High School Accounting Students Encouraged to ‘Pay it Forward’
Students played drums on the Eckley Quadrangle as part of evening activities during
the week-long ALOT program at Illinois Wesleyan. (Photo by Mark Von Brock)
Aug. 2, 2006
If there’s one thing accountants know, it is how to find differences—sums and differences.
Or at least that’s what most of the participants of Illinois Wesleyan University’s
second annual Accounting Leaders of Tomorrow (ALOT) program thought when they arrived
in Bloomington on June 18.
The 32 urban high school students, from Chicago and Detroit, spent a week at Illinois
Wesleyan attending panel discussions with accounting professionals, visiting regional
corporations like State Farm Insurance, Caterpillar Inc., and Archer Daniels Midland
Company, and completing a business simulation. Ultimately, they learned that accountants
do much more than add and subtract. They also learned that a career in accounting
could be “ALOT” different than they ever anticipated.
According to program founder Jerry Olson, professor of accounting at IWU, the mission
of the program is threefold: to “increase awareness of the diverse number of career
opportunities in accounting, expand interpersonal and financial skills of students,
and develop leadership, teamwork and communications skills in competitive business
simulations.” By these standards, the camp was a great success: the students interacted
with a wide variety of accounting professionals and collaborated to save a fictitious
software company in a simulated activity.
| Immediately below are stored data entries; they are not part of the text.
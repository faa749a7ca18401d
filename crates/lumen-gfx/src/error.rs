use std::path::PathBuf;

use thiserror::Error;

use crate::decode::PixelFormat;

/// Failure to read or decode the image file.
#[derive(Debug, Error)]
#[error("failed to decode image {path:?}")]
pub struct DecodeError {
    pub path: PathBuf,
    #[source]
    pub source: image::ImageError,
}

/// Failure while turning decoded pixels into a GPU texture.
#[derive(Debug, Error)]
pub enum UploadError {
    /// The decoder produced a layout this pipeline does not handle. There is
    /// no conversion path; this is a precondition violation.
    #[error("unsupported pixel format {0:?}; only {supported:?} is handled", supported = PixelFormat::Rgba8UnormSrgb)]
    UnsupportedFormat(PixelFormat),
    #[error("image dimensions {width}x{height} exceed the device limit of {limit}")]
    TooLarge { width: u32, height: u32, limit: u32 },
    /// Device-level texture creation or write failure (validation,
    /// out-of-memory). Never retried here.
    #[error("device error during texture upload: {0}")]
    Device(wgpu::Error),
}

/// Failure while creating a GPU device.
#[derive(Debug, Error)]
pub enum CreateDeviceError {
    #[error("no suitable GPU adapter found (hardware or software fallback)")]
    NoAdapter,
    #[error("device request failed: {0}")]
    RequestDevice(#[from] wgpu::RequestDeviceError),
    /// The device was removed again while it was being created.
    #[error("device removed during creation")]
    Removed,
    /// The device was reset while it was being created.
    #[error("device reset during creation")]
    Reset,
}

impl CreateDeviceError {
    /// Whether the recovery loop may retry after this error. Only the
    /// removed/reset class is retried; everything else is fatal.
    pub fn is_recoverable(&self) -> bool {
        matches!(self, Self::Removed | Self::Reset)
    }
}

#[cfg(test)]
mod tests {
    use super::*;

    #[test]
    fn test_recoverable_classification() {
        assert!(CreateDeviceError::Removed.is_recoverable());
        assert!(CreateDeviceError::Reset.is_recoverable());
        assert!(!CreateDeviceError::NoAdapter.is_recoverable());
    }
}
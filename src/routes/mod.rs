use axum::Router;
use serde::Serialize;

use crate::models::AppState;

pub mod appointment_routes;
pub mod certificate_routes;
pub mod health_routes;
pub mod medecin_routes;
pub mod statistics_routes;

/// Success side of the `{success, data, message}` envelope.
#[derive(Debug, Serialize)]
pub struct ApiOk<T> {
    pub success: bool,
    pub data: T,
    #[serde(skip_serializing_if = "Option::is_none")]
    pub message: Option<String>,
}

impl<T> ApiOk<T> {
    pub fn new(data: T) -> Self {
        ApiOk {
            success: true,
            data,
            message: None,
        }
    }

    pub fn with_message(data: T, message: impl Into<String>) -> Self {
        ApiOk {
            success: true,
            data,
            message: Some(message.into()),
        }
    }
}

pub fn router(state: AppState) -> Router {
    Router::new()
        .nest("/api", appointment_routes::router())
        .nest("/api/medecin", medecin_routes::router())
        .nest("/api/statistics", statistics_routes::router())
        .nest("/api", certificate_routes::router())
        .merge(health_routes::router())
        .with_state(state)
}
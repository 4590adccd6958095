use chrono::{DateTime, Local, NaiveDate, Utc};

/// Source of "now" for the workflow. Day boundaries follow the clinic's
/// local calendar, timestamps are stored in UTC.
pub trait Clock: Send + Sync {
    fn now(&self) -> DateTime<Utc>;
    fn today(&self) -> NaiveDate;
}

#[derive(Debug, Clone, Copy, Default)]
pub struct SystemClock;

impl Clock for SystemClock {
    fn now(&self) -> DateTime<Utc> {
        Utc::now()
    }

    fn today(&self) -> NaiveDate {
        Local::now().date_naive()
    }
}

/// Pinned clock; `today` is independent of `now` so tests can place the
/// calendar day anywhere.
#[derive(Debug, Clone, Copy)]
pub struct FixedClock {
    pub now: DateTime<Utc>,
    pub today: NaiveDate,
}

impl FixedClock {
    pub fn at(now: DateTime<Utc>) -> Self {
        Self {
            now,
            today: now.date_naive(),
        }
    }
}

impl Clock for FixedClock {
    fn now(&self) -> DateTime<Utc> {
        self.now
    }

    fn today(&self) -> NaiveDate {
        self.today
    }
}
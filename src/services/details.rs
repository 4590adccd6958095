// src/services/details.rs

use chrono::NaiveDateTime;
use serde::{Deserialize, Serialize};
use tracing::{info, warn};

use super::{ClinicError, Validator};
use crate::{
    clock::Clock,
    models::{
        AnalysisRequest, Appointment, AppointmentDetails, CaseDescription, MedicamentLink,
        PaymentMethod, PrescriptionLine,
    },
    store::{AppointmentStore, StoreError},
};

const LINK_TEXT_MAX: usize = 50;

pub async fn toggle_insurance<S>(
    store: &S,
    clock: &dyn Clock,
    appointment_id: i64,
) -> Result<Appointment, ClinicError>
where
    S: AppointmentStore + ?Sized,
{
    let appointment = store
        .toggle_insurance(appointment_id, clock.now())
        .await?
        .ok_or_else(|| ClinicError::not_found("appointment", appointment_id))?;
    info!(
        appointment_id,
        covered = appointment.has_insurance_coverage,
        "insurance coverage toggled"
    );
    Ok(appointment)
}

/// Converts a decimal price to cents, rejecting negatives and non-numbers.
pub fn price_to_cents(price: f64) -> Result<i64, ClinicError> {
    if !price.is_finite() {
        return Err(ClinicError::invalid("price", "price must be a number"));
    }
    if price < 0.0 {
        return Err(ClinicError::invalid("price", "price must be at least 0"));
    }
    Ok((price * 100.0).round() as i64)
}

/// Accepts the canonical keys and the legacy front-desk spellings.
pub fn parse_payment_method(raw: &str) -> Result<PaymentMethod, ClinicError> {
    PaymentMethod::from_legacy(raw).ok_or_else(|| {
        ClinicError::invalid(
            "payment_method",
            "payment_method must be one of cash, card, check, insurance",
        )
    })
}

/// Sets the price and, when given, how it was settled. Without a method the
/// recorded one is kept.
pub async fn update_price<S>(
    store: &S,
    clock: &dyn Clock,
    appointment_id: i64,
    price: f64,
    payment_method: Option<&str>,
) -> Result<Appointment, ClinicError>
where
    S: AppointmentStore + ?Sized,
{
    let cents = price_to_cents(price)?;
    let method = payment_method.map(parse_payment_method).transpose()?;
    let appointment = store
        .update_payment(appointment_id, cents, method, clock.now())
        .await?
        .ok_or_else(|| ClinicError::not_found("appointment", appointment_id))?;
    info!(
        appointment_id,
        payment_cents = cents,
        payment_method = method.map(PaymentMethod::as_str),
        "appointment price updated"
    );
    Ok(appointment)
}

#[derive(Debug, Clone, Deserialize)]
pub struct MedicamentInput {
    #[serde(alias = "ID_Medicament")]
    pub medicament_id: i64,
    pub dosage: Option<String>,
    #[serde(alias = "frequence")]
    pub frequency: Option<String>,
    #[serde(alias = "duree")]
    pub duration: Option<String>,
}

#[derive(Debug, Clone, Deserialize)]
pub struct AnalysisInput {
    #[serde(alias = "ID_Analyse")]
    pub analysis_id: i64,
}

/// Body of the details edit. Older clients send the legacy field names.
#[derive(Debug, Clone, Default, Deserialize)]
pub struct DetailsRequest {
    pub diagnostic: Option<String>,
    pub case_description: Option<String>,
    pub weight: Option<f64>,
    pub pulse: Option<f64>,
    pub temperature: Option<f64>,
    pub blood_pressure: Option<String>,
    #[serde(alias = "tall")]
    pub height: Option<f64>,
    pub spo2: Option<f64>,
    #[serde(alias = "Sang")]
    pub blood_group: Option<String>,
    #[serde(alias = "Glycimide")]
    pub glycemia: Option<f64>,
    pub notes: Option<String>,
    #[serde(default)]
    pub medicaments: Vec<MedicamentInput>,
    #[serde(default)]
    pub analyses: Vec<AnalysisInput>,
}

impl DetailsRequest {
    pub fn validate(&self) -> Result<(), ClinicError> {
        let mut v = Validator::default();
        v.range("weight", self.weight, Some(0.0), 300.0);
        v.range("pulse", self.pulse, Some(0.0), 200.0);
        v.range("temperature", self.temperature, None, 45.0);
        v.max_len("blood_pressure", self.blood_pressure.as_deref(), 20);
        v.range("height", self.height, Some(0.0), 250.0);
        v.range("spo2", self.spo2, Some(0.0), 100.0);
        v.range("glycemia", self.glycemia, Some(0.0), 200.0);
        v.max_len("blood_group", self.blood_group.as_deref(), LINK_TEXT_MAX);
        v.max_len("notes", self.notes.as_deref(), 255);
        for (i, m) in self.medicaments.iter().enumerate() {
            v.max_len(&format!("medicaments.{i}.dosage"), m.dosage.as_deref(), LINK_TEXT_MAX);
            v.max_len(&format!("medicaments.{i}.frequency"), m.frequency.as_deref(), LINK_TEXT_MAX);
            v.max_len(&format!("medicaments.{i}.duration"), m.duration.as_deref(), LINK_TEXT_MAX);
        }
        v.finish()
    }

    pub fn into_details(self) -> AppointmentDetails {
        AppointmentDetails {
            diagnostic: self.diagnostic,
            case: CaseDescription {
                case_description: self.case_description,
                weight: self.weight,
                pulse: self.pulse,
                temperature: self.temperature,
                blood_pressure: self.blood_pressure,
                height: self.height,
                spo2: self.spo2,
                blood_group: self.blood_group,
                glycemia: self.glycemia,
                notes: self.notes,
            },
            medicaments: self
                .medicaments
                .into_iter()
                .map(|m| MedicamentLink {
                    medicament_id: m.medicament_id,
                    dosage: m.dosage,
                    frequency: m.frequency,
                    duration: m.duration,
                })
                .collect(),
            analysis_ids: self.analyses.into_iter().map(|a| a.analysis_id).collect(),
        }
    }
}

/// Diagnostic, vitals and both link sets in one transaction. Unknown
/// catalog ids reject the whole edit.
pub async fn edit_details<S>(
    store: &S,
    clock: &dyn Clock,
    appointment_id: i64,
    request: DetailsRequest,
) -> Result<(), ClinicError>
where
    S: AppointmentStore + ?Sized,
{
    request.validate()?;
    let details = request.into_details();

    match store.save_details(appointment_id, &details, clock.now()).await {
        Ok(true) => {
            info!(
                appointment_id,
                medicaments = details.medicaments.len(),
                analyses = details.analysis_ids.len(),
                "appointment details saved"
            );
            Ok(())
        }
        Ok(false) => Err(ClinicError::not_found("appointment", appointment_id)),
        Err(StoreError::UnknownReference { kind, id }) => {
            warn!(appointment_id, kind, id, "details edit rolled back, unknown reference");
            let field = match kind {
                "medicament" => "medicaments",
                "analysis" => "analyses",
                other => other,
            };
            Err(ClinicError::invalid(field, format!("unknown {kind} id {id}")))
        }
        Err(err) => Err(err.into()),
    }
}

#[derive(Debug, Clone, PartialEq, Serialize)]
pub struct PreviousVisit {
    pub appointment_id: i64,
    pub date: NaiveDateTime,
    pub medicaments: Vec<PrescriptionLine>,
    pub analyses: Vec<AnalysisRequest>,
    pub case_description: Option<CaseDescription>,
}

/// The patient's latest other appointment with what was prescribed there.
pub async fn last_info<S>(store: &S, appointment_id: i64) -> Result<PreviousVisit, ClinicError>
where
    S: AppointmentStore + ?Sized,
{
    let current = store
        .find_appointment(appointment_id)
        .await?
        .ok_or_else(|| ClinicError::not_found("appointment", appointment_id))?;

    let last = store
        .latest_for_patient(current.patient_id, current.id)
        .await?
        .ok_or_else(|| ClinicError::NotFound("no previous appointment found".into()))?;

    Ok(PreviousVisit {
        appointment_id: last.id,
        date: last.appointment_date,
        medicaments: store.prescription(last.id).await?,
        analyses: store.analyses(last.id).await?,
        case_description: store.case_description(last.id).await?,
    })
}

#[cfg(test)]
mod tests {
    use super::*;
    use assert_matches::assert_matches;

    #[test]
    fn price_conversion() {
        assert_eq!(price_to_cents(300.0).unwrap(), 30_000);
        assert_eq!(price_to_cents(49.99).unwrap(), 4_999);
        assert_matches!(price_to_cents(-1.0), Err(ClinicError::Validation { .. }));
        assert_matches!(price_to_cents(f64::NAN), Err(ClinicError::Validation { .. }));
    }

    #[test]
    fn vitals_out_of_range_are_all_reported() {
        let request = DetailsRequest {
            weight: Some(301.0),
            temperature: Some(46.0),
            spo2: Some(-1.0),
            notes: Some("x".repeat(256)),
            ..Default::default()
        };
        let Err(ClinicError::Validation { errors, .. }) = request.validate() else {
            panic!("expected validation failure");
        };
        let fields: Vec<&str> = errors.keys().map(String::as_str).collect();
        assert_eq!(fields, ["notes", "spo2", "temperature", "weight"]);
    }

    #[test]
    fn legacy_field_names_deserialize() {
        let request: DetailsRequest = serde_json::from_value(serde_json::json!({
            "tall": 172.0,
            "Glycimide": 1.1,
            "medicaments": [{ "ID_Medicament": 4, "frequence": "3x/day", "duree": "7 days" }],
            "analyses": [{ "ID_Analyse": 9 }]
        }))
        .unwrap();
        let details = request.into_details();
        assert_eq!(details.case.height, Some(172.0));
        assert_eq!(details.medicaments[0].frequency.as_deref(), Some("3x/day"));
        assert_eq!(details.analysis_ids, vec![9]);
    }
}
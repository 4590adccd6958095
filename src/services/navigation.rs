// src/services/navigation.rs

use serde::{Deserialize, Serialize};
use tracing::{info, warn};

use super::{
    ClinicError,
    status::{enter_from, try_enter_consultation},
};
use crate::{
    clock::Clock,
    models::{Appointment, AppointmentStatus},
    store::AppointmentStore,
};

#[derive(Debug, Clone, Copy, PartialEq, Eq, Serialize, Deserialize)]
#[serde(rename_all = "lowercase")]
pub enum Direction {
    Next,
    Previous,
}

/// An empty queue is a normal answer, not an error.
#[derive(Debug, Clone, PartialEq, Serialize)]
#[serde(tag = "outcome", content = "appointment", rename_all = "snake_case")]
pub enum NavigationOutcome {
    Advanced(Appointment),
    NoneAvailable,
}

/// Oldest-created Waiting, else oldest-created Preparing.
pub fn next_candidate(today: &[Appointment]) -> Option<&Appointment> {
    let oldest = |status: AppointmentStatus| {
        today
            .iter()
            .filter(|a| a.status == status)
            .min_by(|a, b| a.created_at.cmp(&b.created_at).then(a.id.cmp(&b.id)))
    };
    oldest(AppointmentStatus::Waiting).or_else(|| oldest(AppointmentStatus::Preparing))
}

/// Most recently updated Completed appointment.
pub fn previous_candidate(today: &[Appointment]) -> Option<&Appointment> {
    today
        .iter()
        .filter(|a| a.status == AppointmentStatus::Completed)
        .max_by(|a, b| a.updated_at.cmp(&b.updated_at).then(a.id.cmp(&b.id)))
}

/// Reads of today's queue before a candidate changes under us.
const NAVIGATION_ATTEMPTS: usize = 3;

/// Pulls the next (or last completed) patient of today into consultation.
/// The current Consulting appointment is left untouched, so advancing while
/// one is open is refused by the consultation guard. A candidate that left
/// its source status before the lock was taken is skipped and the queue is
/// read again.
pub async fn advance<S>(
    store: &S,
    clock: &dyn Clock,
    direction: Direction,
) -> Result<NavigationOutcome, ClinicError>
where
    S: AppointmentStore + ?Sized,
{
    let from: &[AppointmentStatus] = match direction {
        Direction::Next => &[AppointmentStatus::Waiting, AppointmentStatus::Preparing],
        Direction::Previous => &[AppointmentStatus::Completed],
    };

    for _ in 0..NAVIGATION_ATTEMPTS {
        let today = store.appointments_on(clock.today()).await?;
        let candidate = match direction {
            Direction::Next => next_candidate(&today),
            Direction::Previous => previous_candidate(&today),
        };

        let Some(candidate) = candidate else {
            info!(?direction, "no appointment available for navigation");
            return Ok(NavigationOutcome::NoneAvailable);
        };

        if let Some(appointment) = enter_from(store, clock, candidate.id, from).await? {
            return Ok(NavigationOutcome::Advanced(appointment));
        }
    }

    warn!(?direction, "queue kept changing, giving up navigation");
    Ok(NavigationOutcome::NoneAvailable)
}

/// Reopens a specific appointment. An existing start time is kept.
pub async fn return_to_consultation<S>(
    store: &S,
    clock: &dyn Clock,
    appointment_id: i64,
) -> Result<Appointment, ClinicError>
where
    S: AppointmentStore + ?Sized,
{
    try_enter_consultation(store, clock, appointment_id).await
}
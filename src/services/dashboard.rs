//! Physician dashboard: today's queue, the current patient and revenue.
//!
//! Amounts are integer cents. `daily_revenue_cents` and
//! `completed_revenue_cents` are the same figure; clients read both names.

use std::collections::BTreeMap;

use serde::Serialize;

use super::{ClinicError, timing::average_duration};
use crate::{
    clock::Clock,
    models::{Appointment, AppointmentStatus, PaymentMethod},
    store::{AppointmentStore, ReportStore},
};

pub const UPCOMING_LIMIT: i64 = 10;
pub const UNTYPED_BUCKET: &str = "Other";

#[derive(Debug, Clone, Default, PartialEq, Eq, Serialize)]
pub struct PaymentBreakdown {
    pub cash: i64,
    pub card: i64,
    pub check: i64,
    pub insurance: i64,
    pub pending: i64,
}

impl PaymentBreakdown {
    pub fn total(&self) -> i64 {
        self.cash + self.card + self.check + self.insurance + self.pending
    }
}

#[derive(Debug, Clone, PartialEq, Eq, Serialize)]
pub struct TypeRevenue {
    pub appointment_type: String,
    pub total_cents: i64,
    pub count: i64,
}

#[derive(Debug, Clone, Default, PartialEq, Eq, Serialize)]
pub struct RevenueSummary {
    pub daily_revenue_cents: i64,
    pub completed_revenue_cents: i64,
    pub pending_revenue_cents: i64,
    pub payment_breakdown: PaymentBreakdown,
    pub revenue_by_type: Vec<TypeRevenue>,
}

#[derive(Debug, Clone, PartialEq, Serialize)]
pub struct DashboardSnapshot {
    pub total_patients: i64,
    pub today_appointments: usize,
    pub active_appointments: usize,
    pub current_patient: Option<Appointment>,
    pub waiting: Vec<Appointment>,
    pub preparing: Vec<Appointment>,
    pub completed: Vec<Appointment>,
    pub canceled: Vec<Appointment>,
    pub upcoming: Vec<Appointment>,
    pub average_consultation_minutes: i64,
    pub revenue: RevenueSummary,
}

fn with_status(rows: &[Appointment], status: AppointmentStatus) -> Vec<Appointment> {
    rows.iter().filter(|a| a.status == status).cloned().collect()
}

/// Recorded payment method, else insurance when the visit is covered.
pub fn settled_by(appointment: &Appointment) -> Option<PaymentMethod> {
    appointment
        .payment_method
        .or(appointment
            .has_insurance_coverage
            .then_some(PaymentMethod::Insurance))
}

pub fn revenue_summary(today: &[Appointment]) -> RevenueSummary {
    let completed: Vec<&Appointment> = today
        .iter()
        .filter(|a| a.status == AppointmentStatus::Completed)
        .collect();

    let completed_revenue: i64 = completed.iter().map(|a| a.payment_cents).sum();
    let pending_revenue: i64 = today
        .iter()
        .filter(|a| a.status.is_active())
        .map(|a| a.payment_cents)
        .sum();

    let mut breakdown = PaymentBreakdown {
        pending: pending_revenue,
        ..Default::default()
    };
    let mut by_type: BTreeMap<String, (i64, i64)> = BTreeMap::new();

    for a in &completed {
        // no method and no coverage: counted in the total only
        match settled_by(a) {
            Some(PaymentMethod::Cash) => breakdown.cash += a.payment_cents,
            Some(PaymentMethod::Card) => breakdown.card += a.payment_cents,
            Some(PaymentMethod::Check) => breakdown.check += a.payment_cents,
            Some(PaymentMethod::Insurance) => breakdown.insurance += a.payment_cents,
            None => {}
        }

        let key = a
            .appointment_type
            .map_or(UNTYPED_BUCKET, |t| t.as_str())
            .to_string();
        let entry = by_type.entry(key).or_default();
        entry.0 += a.payment_cents;
        entry.1 += 1;
    }

    RevenueSummary {
        daily_revenue_cents: completed_revenue,
        completed_revenue_cents: completed_revenue,
        pending_revenue_cents: pending_revenue,
        payment_breakdown: breakdown,
        revenue_by_type: by_type
            .into_iter()
            .map(|(appointment_type, (total_cents, count))| TypeRevenue {
                appointment_type,
                total_cents,
                count,
            })
            .collect(),
    }
}

/// Builds the snapshot from today's rows and the upcoming list.
pub fn build_snapshot(
    total_patients: i64,
    today: Vec<Appointment>,
    upcoming: Vec<Appointment>,
) -> DashboardSnapshot {
    let current_patient = today
        .iter()
        .filter(|a| a.status == AppointmentStatus::Consulting)
        .max_by(|a, b| a.created_at.cmp(&b.created_at).then(a.id.cmp(&b.id)))
        .cloned();

    let mut waiting = with_status(&today, AppointmentStatus::Waiting);
    waiting.sort_by(|a, b| a.created_at.cmp(&b.created_at).then(a.id.cmp(&b.id)));

    let mut preparing = with_status(&today, AppointmentStatus::Preparing);
    preparing.sort_by(|a, b| a.updated_at.cmp(&b.updated_at).then(a.id.cmp(&b.id)));

    let mut completed = with_status(&today, AppointmentStatus::Completed);
    completed.sort_by(|a, b| b.updated_at.cmp(&a.updated_at).then(b.id.cmp(&a.id)));

    let mut canceled = with_status(&today, AppointmentStatus::Canceled);
    canceled.sort_by(|a, b| b.updated_at.cmp(&a.updated_at).then(b.id.cmp(&a.id)));

    DashboardSnapshot {
        total_patients,
        today_appointments: today.len(),
        active_appointments: today.iter().filter(|a| a.status.is_active()).count(),
        current_patient,
        average_consultation_minutes: average_duration(&completed),
        revenue: revenue_summary(&today),
        waiting,
        preparing,
        completed,
        canceled,
        upcoming,
    }
}

pub async fn snapshot<S>(store: &S, clock: &dyn Clock) -> Result<DashboardSnapshot, ClinicError>
where
    S: AppointmentStore + ReportStore + ?Sized,
{
    let today = clock.today();
    let total_patients = store.count_patients().await?;
    let rows = store.appointments_on(today).await?;
    let upcoming = store.appointments_after(today, UPCOMING_LIMIT).await?;
    Ok(build_snapshot(total_patients, rows, upcoming))
}

#[cfg(test)]
mod tests {
    use super::*;
    use crate::models::AppointmentType;
    use chrono::{Duration, NaiveDate, TimeZone, Utc};

    fn appt(
        id: i64,
        status: AppointmentStatus,
        cents: i64,
        method: Option<PaymentMethod>,
        kind: Option<AppointmentType>,
    ) -> Appointment {
        let base = Utc.with_ymd_and_hms(2026, 10, 15, 8, 0, 0).unwrap();
        Appointment {
            id,
            patient_id: id,
            patient_name: format!("Patient {id}"),
            appointment_date: NaiveDate::from_ymd_opt(2026, 10, 15)
                .unwrap()
                .and_hms_opt(9, 0, 0)
                .unwrap(),
            appointment_type: kind,
            notes: None,
            status,
            consultation_started_at: None,
            consultation_ended_at: None,
            payment_cents: cents,
            payment_method: method,
            has_insurance_coverage: false,
            diagnostic: None,
            created_at: base + Duration::minutes(id),
            updated_at: base + Duration::minutes(100 - id),
        }
    }

    #[test]
    fn breakdown_reconciles_when_every_method_is_known() {
        use AppointmentStatus::*;
        let rows = vec![
            appt(1, Completed, 30000, Some(PaymentMethod::Cash), Some(AppointmentType::Consultation)),
            appt(2, Completed, 25000, Some(PaymentMethod::Card), Some(AppointmentType::Consultation)),
            appt(3, Completed, 5000, Some(PaymentMethod::Insurance), None),
            appt(4, Completed, 0, Some(PaymentMethod::Check), Some(AppointmentType::Control)),
            appt(5, Waiting, 30000, None, None),
            appt(6, Consulting, 25000, None, None),
            appt(7, Canceled, 30000, Some(PaymentMethod::Cash), None),
            appt(8, Scheduled, 30000, None, None),
        ];
        let revenue = revenue_summary(&rows);

        assert_eq!(revenue.daily_revenue_cents, revenue.completed_revenue_cents);
        assert_eq!(revenue.completed_revenue_cents, 60000);
        assert_eq!(revenue.pending_revenue_cents, 55000);
        assert_eq!(
            revenue.payment_breakdown.total(),
            revenue.completed_revenue_cents + revenue.pending_revenue_cents
        );

        let other = revenue
            .revenue_by_type
            .iter()
            .find(|t| t.appointment_type == UNTYPED_BUCKET)
            .unwrap();
        assert_eq!((other.total_cents, other.count), (5000, 1));
    }

    #[test]
    fn unknown_method_stays_out_of_breakdown() {
        let rows = vec![appt(1, AppointmentStatus::Completed, 30000, None, None)];
        let revenue = revenue_summary(&rows);
        assert_eq!(revenue.completed_revenue_cents, 30000);
        assert_eq!(revenue.payment_breakdown.total(), 0);
    }

    #[test]
    fn covered_visit_without_method_counts_as_insurance() {
        let mut covered = appt(1, AppointmentStatus::Completed, 5000, None, None);
        covered.has_insurance_coverage = true;
        let mut paid_cash = appt(2, AppointmentStatus::Completed, 5000, Some(PaymentMethod::Cash), None);
        paid_cash.has_insurance_coverage = true;

        let revenue = revenue_summary(&[covered, paid_cash]);
        assert_eq!(revenue.payment_breakdown.insurance, 5000);
        assert_eq!(revenue.payment_breakdown.cash, 5000);
        assert_eq!(revenue.payment_breakdown.total(), revenue.completed_revenue_cents);
    }

    #[test]
    fn bucket_orders_and_current_patient() {
        use AppointmentStatus::*;
        let rows = vec![
            appt(1, Waiting, 0, None, None),
            appt(2, Waiting, 0, None, None),
            appt(3, Completed, 0, None, None),
            appt(4, Completed, 0, None, None),
            appt(5, Consulting, 0, None, None),
        ];
        let snap = build_snapshot(3, rows, Vec::new());

        assert_eq!(snap.today_appointments, 5);
        assert_eq!(snap.active_appointments, 3);
        assert_eq!(snap.current_patient.map(|a| a.id), Some(5));
        assert_eq!(snap.waiting.iter().map(|a| a.id).collect::<Vec<_>>(), vec![1, 2]);
        // updated_at shrinks as id grows, so 3 is the latest update
        assert_eq!(snap.completed.iter().map(|a| a.id).collect::<Vec<_>>(), vec![3, 4]);
    }
}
However, Olson had one more major lesson to impart: “Do any of you want to make money
but also give something back?” he asked students on the night they arrived. Throughout
the week his “pay it forward” message was consistent: “I hope you’ve seen as business
people that you have a responsibility to give back when you become successful.”
The ALOT program itself exemplified the generosity of many local organizations and
corporations. Every aspect of the program, from transportation in coach buses to
lodging and meals on the IWU campus - even souvenirs from the IWU Bookstore and treats
from Hattie’s, a coffee shop in the Hansen Student Center - was free to the participants.
Olson received funding from the University, as well as substantial support from State
Farm, Caterpillar, PricewaterhouseCoopers and the CPA Endowment Fund of Illinois.
Gifts to the program were not strictly financial. Bruce Breitweiser, managing partner
of Dunbar, Breitweiser and Company, LLP, a CPA firm in Bloomington, presented each
student with a copy of the book The Richest Man in Babylon, by George S. Clason.
A collection of parables and short stories, the book is considered a classic on how
to sensibly increase wealth.
Perhaps the most valuable contribution to ALOT’s success, however, was time. Olson
and Sarah Riehl, visiting assistant professor of accounting, collaborated over the
last year to organize ALOT, with the support of Sammie Robinson, assistant professor
of business administration, and several IWU students and recent grads who helped plan
and chaperone the program. The corporations, too, gave of time in addition to financial
resources. Representatives, ranging from interns to senior executives from Caterpillar,
Archer Daniels Midland, State Farm, PricewaterhouseCoopers and other organizations,
led panel discussions about careers and opportunities in accounting.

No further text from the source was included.